After the demerger of airports business, GMR Infrastructure will be left with energy, roads, SEZ and coal mines.

Focus on core

Airports business generates about two-thirds of GMR’s revenues and 90 percent of earnings before interest, tax, depreciation and amortisation (EBITDA) for the company. For nine months ended December 31, 2018, the airport business generated Rs 3,920.6 crore in revenue, while the other businesses contributed about Rs 1,975.77 crore.

The company also said it is evaluating a sale of six road assets, SEZ with a license to build a port in Kakinada, Andhra Pradesh and a coal mine in Indonesia where it has 30 percent stake.

The company, which was earlier contemplating an initial public offering, had a change of heart, with the funds expected to flow from Tata Group, GIC and SSG Capital.

GMR on March 27 said it has signed a binding term sheet with a consortium of a Tata Group company, Singapore's sovereign wealth fund GIC and SSG Capital Management for raising Rs 8,000 crore in its airports business.

There will be an equity infusion of Rs 1,000 crore in GMR Airports, while Rs 7,000 crore will be used towards the purchase of its equity shares from the listed entity as well as its subsidiary. The total valuation assuming all earn-outs will be around Rs 22,475 crore. This includes Rs 5,000 crore free cash flows on books of Delhi and Hyderabad airports.

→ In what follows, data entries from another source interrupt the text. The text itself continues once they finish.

//! Multipart decoding into text fields and uploaded files.

use std::collections::HashMap;

use axum::extract::multipart::MultipartError;
use axum::extract::Multipart;
use axum::http::StatusCode;

use crate::error::AppError;
use crate::services::records::Upload;

fn multipart_error(err: MultipartError) -> AppError {
    if err.status() == StatusCode::PAYLOAD_TOO_LARGE {
        AppError::PayloadTooLarge("Upload exceeds the configured size limit".into())
    } else {
        AppError::BadRequest(format!("Invalid multipart data: {}", err.body_text()))
    }
}

/// A decoded multipart form. Text fields keep their last value; file fields
/// keep every upload in submission order.
#[derive(Debug, Default)]
pub struct FormData {
    fields: HashMap<String, String>,
    files: Vec<(String, Upload)>,
}

impl FormData {
    pub async fn from_multipart(mut multipart: Multipart) -> Result<Self, AppError> {
        let mut form = FormData::default();

        while let Some(field) = multipart.next_field().await.map_err(multipart_error)? {
            let Some(name) = field.name().map(str::to_string) else {
                continue;
            };

            match field.file_name().map(str::to_string) {
                Some(file_name) => {
                    let data = field.bytes().await.map_err(multipart_error)?;
                    // Browsers submit an empty part for an untouched file input.
                    if file_name.is_empty() && data.is_empty() {
                        continue;
                    }
                    let upload = Upload::new(&name, &file_name, data.to_vec())?;
                    form.files.push((name, upload));
                }
                None => {
                    let value = field.text().await.map_err(multipart_error)?;
                    form.fields.insert(name, value);
                }
            }
        }

        tracing::debug!(
            fields = form.fields.len(),
            files = form.files.len(),
            "Form | decoded multipart body"
        );
        Ok(form)
    }

    pub fn text(&self, name: &str) -> Option<String> {
        self.fields.get(name).cloned()
    }

    /// Removes and returns the uploads submitted under `name`.
    pub fn take_files(&mut self, name: &str) -> Vec<Upload> {
        let (taken, rest) = std::mem::take(&mut self.files)
            .into_iter()
            .partition::<Vec<_>, _>(|(field, _)| field == name);
        self.files = rest;
        taken.into_iter().map(|(_, upload)| upload).collect()
    }

    /// Removes and returns every remaining upload with its field name.
    pub fn take_all_files(&mut self) -> Vec<(String, Upload)> {
        std::mem::take(&mut self.files)
    }
}
pub mod forms;
pub mod kinds;
use axum::{
    extract::{Query, State},
    http::header,
    response::{IntoResponse, Response},
};

use crate::error::AppError;
use crate::services::export::ArchiveExport;
use crate::services::filter::{FilterParams, RecordFilter};
use crate::state::AppState;

/// Quoted `attachment` disposition. Archive names only carry ASCII letters,
/// digits, '-' and '_', anything else is dropped.
fn attachment_disposition(filename: &str) -> String {
    let safe: String = filename
        .chars()
        .filter(|c| c.is_ascii_graphic() && !matches!(c, '"' | ';' | '\\' | '/'))
        .collect();
    let safe = if safe.is_empty() {
        "backup.zip".to_string()
    } else {
        safe
    };
    format!("attachment; filename=\"{}\"", safe)
}

fn archive_response(export: ArchiveExport) -> Response {
    (
        [
            (header::CONTENT_TYPE, "application/zip".to_string()),
            (
                header::CONTENT_DISPOSITION,
                attachment_disposition(&export.filename),
            ),
        ],
        export.bytes,
    )
        .into_response()
}

#[utoipa::path(
    get,
    path = "/backup/cycles",
    params(FilterParams),
    responses(
        (status = 200, description = "Zip of `cycles.json` plus attachment files", content_type = "application/zip")
    ),
    tag = "Backup"
)]
pub async fn backup_cycles(
    State(state): State<AppState>,
    Query(params): Query<FilterParams>,
) -> Result<Response, AppError> {
    let filter = RecordFilter::from_params(&params);
    let export = state.exporter.export_cycles(&filter).await?;
    Ok(archive_response(export))
}

#[utoipa::path(
    get,
    path = "/backup",
    params(FilterParams),
    responses(
        (status = 200, description = "Zip of `vehicles.json` plus every vehicle file", content_type = "application/zip")
    ),
    tag = "Backup"
)]
pub async fn backup_vehicles(
    State(state): State<AppState>,
    Query(params): Query<FilterParams>,
) -> Result<Response, AppError> {
    let filter = RecordFilter::from_params(&params);
    let export = state.exporter.export_vehicles(&filter).await?;
    Ok(archive_response(export))
}
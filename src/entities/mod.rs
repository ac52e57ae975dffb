pub mod cycle;
pub mod cycle_attachment;
pub mod faulty_part;
pub mod faulty_part_image;
pub mod vehicle;
pub mod vehicle_document;
pub mod vehicle_image;
pub mod wheel_image;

The proposed investment is subject to regulatory and lender consents. After the transaction, Tata’s will hold a 20 percent stake for Rs 3,560 crore, GIC will have 15 percent for Rs 2,670 crore and SSG 10 percent for Rs 1,780 crore. GMR will provide exit to existing private equity investors—Macquarie-SBI Infrastructure Investments Limited, Standard Chartered Private Equity (Mauritius) III Limited and JM Financial Old Lane India Corporation that hold around 5.8 percent stake.

GMR will retain 54 percent controlling stake, with an option to increase it to around 62 percent if it achieves earn-outs of Rs 4,475 crore, by issuing fresh shares.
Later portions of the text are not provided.